##### RECORDS PROVIDED

//! mjconv core
//!
//! Stateful translation of the Tenhou wire protocol into MJAI events, seen
//! from one observing seat. Built on the codec and hand engine in
//! `mjconv-engine`.

pub mod batch;
pub mod bridge;
pub mod config;
pub mod legal;
pub mod raw_event;
pub mod result;
pub mod seat;
pub mod state;

pub use batch::{to_mjai_lines, translate_record, translate_records};
pub use bridge::{Phase, TenhouBridge};
pub use config::{BridgeConfig, GoType};
pub use raw_event::{RawEvent, RawTag};
pub use result::{DrawReason, HandResult, WinRecord};
pub use seat::Seating;
pub use state::{ObserverState, RoundInfo};

pub use mjconv_engine::{ConvError, ConvResult, Event, Pai};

##########

§ PROMPT
Pull out every line in the material above where "batch" occurs.

§ ANSWER TO THIS TASK
pub mod batch;
pub use batch::{to_mjai_lines, translate_record, translate_records};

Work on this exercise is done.